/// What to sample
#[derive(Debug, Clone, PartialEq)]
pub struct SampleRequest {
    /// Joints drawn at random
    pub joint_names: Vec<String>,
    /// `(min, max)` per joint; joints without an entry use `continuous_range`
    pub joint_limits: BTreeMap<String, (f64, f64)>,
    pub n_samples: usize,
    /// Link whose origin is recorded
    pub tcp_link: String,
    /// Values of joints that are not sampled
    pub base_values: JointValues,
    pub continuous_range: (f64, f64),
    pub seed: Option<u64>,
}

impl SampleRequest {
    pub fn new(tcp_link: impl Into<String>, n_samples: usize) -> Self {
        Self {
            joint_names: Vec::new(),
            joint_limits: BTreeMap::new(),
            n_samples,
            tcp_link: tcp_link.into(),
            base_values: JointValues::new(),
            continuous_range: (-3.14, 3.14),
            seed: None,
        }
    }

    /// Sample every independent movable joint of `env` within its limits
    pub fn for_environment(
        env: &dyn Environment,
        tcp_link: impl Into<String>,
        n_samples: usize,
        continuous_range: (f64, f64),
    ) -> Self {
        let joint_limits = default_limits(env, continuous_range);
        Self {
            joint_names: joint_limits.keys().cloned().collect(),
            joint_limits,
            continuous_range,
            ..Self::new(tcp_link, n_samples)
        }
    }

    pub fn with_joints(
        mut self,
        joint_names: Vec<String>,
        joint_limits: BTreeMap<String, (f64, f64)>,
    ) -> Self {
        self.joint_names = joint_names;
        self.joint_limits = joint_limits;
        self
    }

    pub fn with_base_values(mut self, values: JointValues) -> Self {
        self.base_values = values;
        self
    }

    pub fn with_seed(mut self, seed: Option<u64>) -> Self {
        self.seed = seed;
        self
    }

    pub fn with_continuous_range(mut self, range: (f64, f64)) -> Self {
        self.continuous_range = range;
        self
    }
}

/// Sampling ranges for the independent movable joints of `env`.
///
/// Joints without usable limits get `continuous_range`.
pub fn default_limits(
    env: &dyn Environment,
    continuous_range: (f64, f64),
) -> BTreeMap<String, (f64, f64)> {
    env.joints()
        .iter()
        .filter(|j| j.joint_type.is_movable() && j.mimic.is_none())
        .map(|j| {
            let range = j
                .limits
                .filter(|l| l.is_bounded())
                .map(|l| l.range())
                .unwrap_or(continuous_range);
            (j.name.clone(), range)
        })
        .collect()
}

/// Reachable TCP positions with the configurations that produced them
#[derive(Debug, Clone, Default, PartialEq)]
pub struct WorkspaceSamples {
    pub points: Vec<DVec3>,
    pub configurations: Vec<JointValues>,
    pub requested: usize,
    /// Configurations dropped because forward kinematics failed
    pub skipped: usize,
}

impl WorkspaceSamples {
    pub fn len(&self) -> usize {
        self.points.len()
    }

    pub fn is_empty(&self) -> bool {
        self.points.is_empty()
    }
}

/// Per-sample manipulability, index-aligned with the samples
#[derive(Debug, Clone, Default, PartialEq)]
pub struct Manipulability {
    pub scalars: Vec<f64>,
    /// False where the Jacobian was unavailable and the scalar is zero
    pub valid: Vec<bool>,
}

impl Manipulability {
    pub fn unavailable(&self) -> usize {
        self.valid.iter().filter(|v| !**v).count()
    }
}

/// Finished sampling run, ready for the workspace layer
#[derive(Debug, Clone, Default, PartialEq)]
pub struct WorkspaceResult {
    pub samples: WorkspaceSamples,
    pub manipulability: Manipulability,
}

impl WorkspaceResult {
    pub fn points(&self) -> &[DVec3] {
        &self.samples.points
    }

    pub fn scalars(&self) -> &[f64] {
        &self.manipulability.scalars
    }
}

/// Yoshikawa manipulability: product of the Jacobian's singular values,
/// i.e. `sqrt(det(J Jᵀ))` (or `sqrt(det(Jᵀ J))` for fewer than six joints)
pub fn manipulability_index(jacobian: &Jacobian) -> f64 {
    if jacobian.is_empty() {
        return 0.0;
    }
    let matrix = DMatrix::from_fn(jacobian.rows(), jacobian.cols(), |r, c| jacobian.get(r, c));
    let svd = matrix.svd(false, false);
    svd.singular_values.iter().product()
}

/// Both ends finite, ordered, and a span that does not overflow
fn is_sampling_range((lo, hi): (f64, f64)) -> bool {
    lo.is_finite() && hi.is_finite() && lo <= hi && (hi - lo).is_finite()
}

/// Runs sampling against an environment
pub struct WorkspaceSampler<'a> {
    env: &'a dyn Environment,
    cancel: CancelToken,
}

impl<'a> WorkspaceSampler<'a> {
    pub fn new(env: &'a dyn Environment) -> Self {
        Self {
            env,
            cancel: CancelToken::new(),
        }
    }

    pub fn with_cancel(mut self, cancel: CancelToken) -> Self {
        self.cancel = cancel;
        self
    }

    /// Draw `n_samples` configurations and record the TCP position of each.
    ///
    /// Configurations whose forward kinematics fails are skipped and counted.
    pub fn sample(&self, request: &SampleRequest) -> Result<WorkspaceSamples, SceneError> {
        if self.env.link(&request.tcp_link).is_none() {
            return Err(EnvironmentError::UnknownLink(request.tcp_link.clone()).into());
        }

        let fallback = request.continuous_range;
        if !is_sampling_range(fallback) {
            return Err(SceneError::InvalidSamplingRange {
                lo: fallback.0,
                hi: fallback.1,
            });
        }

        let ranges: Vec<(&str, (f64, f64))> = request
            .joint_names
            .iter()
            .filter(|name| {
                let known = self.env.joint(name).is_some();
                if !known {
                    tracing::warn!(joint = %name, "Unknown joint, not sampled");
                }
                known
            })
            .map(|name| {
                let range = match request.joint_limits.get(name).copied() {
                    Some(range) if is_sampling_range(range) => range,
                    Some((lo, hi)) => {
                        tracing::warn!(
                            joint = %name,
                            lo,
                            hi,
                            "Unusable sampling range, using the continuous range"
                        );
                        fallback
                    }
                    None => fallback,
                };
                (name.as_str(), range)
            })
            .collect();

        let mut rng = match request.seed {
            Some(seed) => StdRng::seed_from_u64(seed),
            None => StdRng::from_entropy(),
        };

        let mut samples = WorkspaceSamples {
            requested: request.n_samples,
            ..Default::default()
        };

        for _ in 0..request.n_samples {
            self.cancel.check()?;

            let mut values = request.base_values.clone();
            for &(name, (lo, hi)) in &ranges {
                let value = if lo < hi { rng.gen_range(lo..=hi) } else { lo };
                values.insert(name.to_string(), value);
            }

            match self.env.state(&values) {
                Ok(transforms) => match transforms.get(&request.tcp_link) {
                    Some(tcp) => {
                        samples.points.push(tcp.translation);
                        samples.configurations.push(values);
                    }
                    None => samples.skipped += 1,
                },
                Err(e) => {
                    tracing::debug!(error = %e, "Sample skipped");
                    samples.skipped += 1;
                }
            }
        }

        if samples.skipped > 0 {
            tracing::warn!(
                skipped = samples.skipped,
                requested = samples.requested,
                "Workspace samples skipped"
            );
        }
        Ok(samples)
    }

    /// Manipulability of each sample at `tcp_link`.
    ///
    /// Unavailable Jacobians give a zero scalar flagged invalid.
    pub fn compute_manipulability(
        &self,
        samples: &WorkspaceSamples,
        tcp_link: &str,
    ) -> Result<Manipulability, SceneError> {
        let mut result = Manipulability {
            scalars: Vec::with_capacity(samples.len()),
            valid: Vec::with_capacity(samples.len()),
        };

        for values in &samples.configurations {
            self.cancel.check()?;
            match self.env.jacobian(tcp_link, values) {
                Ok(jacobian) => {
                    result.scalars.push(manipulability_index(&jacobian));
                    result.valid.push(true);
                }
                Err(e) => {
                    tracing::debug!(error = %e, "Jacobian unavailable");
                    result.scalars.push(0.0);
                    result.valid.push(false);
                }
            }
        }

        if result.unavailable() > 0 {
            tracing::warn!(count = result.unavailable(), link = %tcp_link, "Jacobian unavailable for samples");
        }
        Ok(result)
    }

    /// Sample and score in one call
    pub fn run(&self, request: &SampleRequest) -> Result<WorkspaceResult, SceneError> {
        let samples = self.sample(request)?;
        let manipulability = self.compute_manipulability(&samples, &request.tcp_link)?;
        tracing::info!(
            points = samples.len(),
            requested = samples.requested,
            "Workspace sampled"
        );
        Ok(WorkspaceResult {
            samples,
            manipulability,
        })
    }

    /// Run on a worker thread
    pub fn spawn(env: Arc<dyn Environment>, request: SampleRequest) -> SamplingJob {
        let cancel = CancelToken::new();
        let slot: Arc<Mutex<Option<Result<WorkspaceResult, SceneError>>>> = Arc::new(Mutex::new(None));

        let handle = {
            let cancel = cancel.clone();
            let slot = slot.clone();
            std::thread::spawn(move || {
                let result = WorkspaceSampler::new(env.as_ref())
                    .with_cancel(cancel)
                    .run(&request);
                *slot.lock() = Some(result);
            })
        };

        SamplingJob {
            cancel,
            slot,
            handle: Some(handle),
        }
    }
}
■ ■ ■ ■
Reproduce word for word the material above, starting with the line that has "pub fn points(&self)" and stopping after the line that has "let fallback = request.continuous_range;".

    pub fn points(&self) -> &[DVec3] {
        &self.samples.points
    }

    pub fn scalars(&self) -> &[f64] {
        &self.manipulability.scalars
    }
}

/// Yoshikawa manipulability: product of the Jacobian's singular values,
/// i.e. `sqrt(det(J Jᵀ))` (or `sqrt(det(Jᵀ J))` for fewer than six joints)
pub fn manipulability_index(jacobian: &Jacobian) -> f64 {
    if jacobian.is_empty() {
        return 0.0;
    }
    let matrix = DMatrix::from_fn(jacobian.rows(), jacobian.cols(), |r, c| jacobian.get(r, c));
    let svd = matrix.svd(false, false);
    svd.singular_values.iter().product()
}

/// Both ends finite, ordered, and a span that does not overflow
fn is_sampling_range((lo, hi): (f64, f64)) -> bool {
    lo.is_finite() && hi.is_finite() && lo <= hi && (hi - lo).is_finite()
}

/// Runs sampling against an environment
pub struct WorkspaceSampler<'a> {
    env: &'a dyn Environment,
    cancel: CancelToken,
}

impl<'a> WorkspaceSampler<'a> {
    pub fn new(env: &'a dyn Environment) -> Self {
        Self {
            env,
            cancel: CancelToken::new(),
        }
    }

    pub fn with_cancel(mut self, cancel: CancelToken) -> Self {
        self.cancel = cancel;
        self
    }

    /// Draw `n_samples` configurations and record the TCP position of each.
    ///
    /// Configurations whose forward kinematics fails are skipped and counted.
    pub fn sample(&self, request: &SampleRequest) -> Result<WorkspaceSamples, SceneError> {
        if self.env.link(&request.tcp_link).is_none() {
            return Err(EnvironmentError::UnknownLink(request.tcp_link.clone()).into());
        }

        let fallback = request.continuous_range;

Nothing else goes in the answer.